Stored items

● ● ● ●

//! Per-key mutual exclusion for balance mutations.
//!
//! Every read-modify-write on a balance runs under that entity's lock,
//! which rules out lost updates between concurrent transfers. A transfer
//! touches two entities, so both locks are taken in identifier sort
//! order; two transfers moving money in opposite directions between the
//! same pair can then never deadlock.

use std::sync::Arc;

use dashmap::DashMap;
use tokio::sync::{Mutex, OwnedMutexGuard};

#[derive(Default)]
pub struct LockRegistry {
    locks: DashMap<String, Arc<Mutex<()>>>,
}

impl LockRegistry {
    #[must_use]
    pub fn new() -> Self {
        Self::default()
    }

    fn entry(&self, key: &str) -> Arc<Mutex<()>> {
        self.locks
            .entry(key.to_string())
            .or_insert_with(|| Arc::new(Mutex::new(())))
            .clone()
    }

    /// Acquires the lock for a single key.
    pub async fn lock(&self, key: &str) -> OwnedMutexGuard<()> {
        self.entry(key).lock_owned().await
    }

    /// Acquires both keys' locks in sort order.
    ///
    /// Callers must reject `a == b` before reaching this point; locking
    /// the same key twice would self-deadlock.
    pub async fn lock_pair(&self, a: &str, b: &str) -> (OwnedMutexGuard<()>, OwnedMutexGuard<()>) {
        debug_assert_ne!(a, b, "lock_pair called with identical keys");
        let (first, second) = if a <= b { (a, b) } else { (b, a) };
        let first_guard = self.lock(first).await;
        let second_guard = self.lock(second).await;
        (first_guard, second_guard)
    }
}

#[cfg(test)]
mod tests {
    use std::sync::Arc;

    use super::*;

    #[tokio::test]
    async fn serializes_writers_on_the_same_key() {
        let registry = Arc::new(LockRegistry::new());
        let counter = Arc::new(tokio::sync::Mutex::new(0u32));

        let mut handles = Vec::new();
        for _ in 0..16 {
            let registry = Arc::clone(&registry);
            let counter = Arc::clone(&counter);
            handles.push(tokio::spawn(async move {
                let _guard = registry.lock("acct").await;
                let mut count = counter.lock().await;
                *count += 1;
            }));
        }
        for handle in handles {
            handle.await.unwrap();
        }

        assert_eq!(*counter.lock().await, 16);
    }

    #[tokio::test]
    async fn opposite_direction_pairs_do_not_deadlock() {
        let registry = Arc::new(LockRegistry::new());

        let forward = {
            let registry = Arc::clone(&registry);
            tokio::spawn(async move {
                for _ in 0..100 {
                    let _guards = registry.lock_pair("a", "b").await;
                }
            })
        };
        let backward = {
            let registry = Arc::clone(&registry);
            tokio::spawn(async move {
                for _ in 0..100 {
                    let _guards = registry.lock_pair("b", "a").await;
                }
            })
        };

        forward.await.unwrap();
        backward.await.unwrap();
    }
}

● ● ● ●

Requirement
Each line above that contains the word "OwnedMutexGuard" counts once; give the total and no other text.

Response to the exercise
3